Last week when i was so idly bored (by choice) I was watching late night TV, and there were two different ads for things like “Gut Buster” or “Pilates Plus” – those ones where people are so obviously and disgustedly 6-pack abs fit they dont need devices to get in shape- flash by these charts that claim, “227% More Efficiency” or “190% more effective”… and than never say what they are compared to or how.
But that’s TV, it is aimed at the PT Barnum crowd.
Yet, I find the same crud in my inbox. I usually ignore the requests for “LinkedIn” connections or Plaxo requests until I get to a night I am so bored (beyond the boredom of watching network TV, really rock bottom boredom), and I then might go in and clear the decks on those social network effects.
I’ve knocked LinkedIn around a lot in the past and remain mostly un-enamored, but give some credit for a few improvements here and there; nonetheless, the overriding reason to link in linked in is to increase the number of linkedin links one has. I’m non-plussed at social networking sites that exist for nothing more than connecting.

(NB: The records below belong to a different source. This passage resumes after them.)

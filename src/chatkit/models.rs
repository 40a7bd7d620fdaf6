// ABOUTME: Request and response shapes exchanged between the browser, the proxy, and the RAG backend
// ABOUTME: Defines chat requests, chat responses, fallback reasons, and the offline diagnostic
//
// SPDX-License-Identifier: MIT OR Apache-2.0
// Copyright (c) 2025 Pierre Fitness Intelligence

//! Transient request/response models
//!
//! Bootstrap and session-state documents are owned by the backend and handled
//! as opaque `serde_json::Value` blobs; only the chat shapes are typed here.

use crate::constants::fallback;
use crate::errors::{AppError, AppResult};
use serde::{Deserialize, Serialize};
use serde_json::Value;
use std::fmt;

/// Speaker of a history entry
#[derive(Debug, Clone, Copy, PartialEq, Eq, Serialize, Deserialize)]
#[serde(rename_all = "lowercase")]
pub enum Role {
    User,
    Assistant,
}

/// One prior turn of the conversation, preserved in caller order
#[derive(Debug, Clone, PartialEq, Eq, Serialize, Deserialize)]
pub struct HistoryEntry {
    /// Who spoke
    pub role: Role,
    /// What was said
    pub text: String,
}

/// Inbound chat request
#[derive(Debug, Clone, Default, PartialEq, Eq, Serialize, Deserialize)]
pub struct ChatRequest {
    /// User message; must be non-empty after trimming
    #[serde(default)]
    pub message: String,
    /// Conversation correlation id
    #[serde(default)]
    pub thread_id: Option<String>,
    /// Prior turns
    #[serde(default)]
    pub history: Vec<HistoryEntry>,
}

impl ChatRequest {
    /// Trimmed message, rejecting empty input
    ///
    /// # Errors
    ///
    /// Returns a 400 error when the message is empty or whitespace
    pub fn validated_message(&self) -> AppResult<&str> {
        let trimmed = self.message.trim();
        if trimmed.is_empty() {
            return Err(AppError::missing_field("message is required"));
        }
        Ok(trimmed)
    }

    /// Body forwarded to the backend simple-chat endpoint
    #[must_use]
    pub fn backend_payload(&self, message: &str) -> Value {
        serde_json::json!({
            "message": message,
            "history": self.history,
        })
    }
}

/// Chat reply returned to the browser
#[derive(Debug, Clone, PartialEq, Serialize, Deserialize)]
pub struct ChatResponse {
    /// Assistant text
    pub response: String,
    /// Retrieval records backing the answer; possibly empty
    #[serde(default)]
    pub retrieved: Vec<Value>,
    /// Conversation correlation id
    #[serde(default)]
    pub thread_id: Option<String>,
}

/// Query string of the session-state endpoint
#[derive(Debug, Clone, Default, Deserialize)]
pub struct StateQuery {
    /// Conversation to fetch
    pub thread_id: Option<String>,
}

impl StateQuery {
    /// Non-empty thread id
    ///
    /// # Errors
    ///
    /// Returns a 400 error when the parameter is missing or blank
    pub fn required_thread_id(&self) -> AppResult<&str> {
        self.thread_id
            .as_deref()
            .map(str::trim)
            .filter(|t| !t.is_empty())
            .ok_or_else(|| AppError::missing_field("thread_id is required"))
    }
}

/// Why a response was synthesized instead of relayed
#[derive(Debug, Clone, Copy, PartialEq, Eq)]
pub enum FallbackReason {
    /// The backend process could not be reached
    BackendOffline,
    /// The backend answered with a non-success status
    BackendStatus(u16),
}

impl fmt::Display for FallbackReason {
    fn fmt(&self, f: &mut fmt::Formatter<'_>) -> fmt::Result {
        match self {
            Self::BackendOffline => f.write_str(fallback::BACKEND_OFFLINE),
            Self::BackendStatus(status) => {
                write!(f, "{}{status}", fallback::BACKEND_STATUS_PREFIX)
            }
        }
    }
}

/// Diagnostic merged into `context` of every fallback payload
#[derive(Debug, Clone, PartialEq, Eq, Serialize, Deserialize)]
pub struct OfflineDiagnostic {
    /// Reason code, e.g. `backend-offline` or `backend-status-500`
    pub fallback_reason: String,
}

impl From<FallbackReason> for OfflineDiagnostic {
    fn from(reason: FallbackReason) -> Self {
        Self {
            fallback_reason: reason.to_string(),
        }
    }
}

So in their notices, someone on the LinkedIn marketing or spam department decided to make the notices more “human” like by added random phrases at the bottom, and here’s one that made me cough up a fur ball:
More likely than what? Getting hit in the schnoz by a flying carp? Throwing a resume out a window? How does one prove/disprove such a point? My data, with 107 connections, suggest I should be 74 more likely to have received a job offer (so far, not that I am looking, is zero). Am I an abberation? Am I not gaming the game right?
My point is not just to blindly read stats and “facts” without questioning them severely. And question why some entity would cloud their message with stat-crud.
Yes, well in my case it’s 3.7 times zero, because that’s exactly how many job offers I have received via LinkedIn.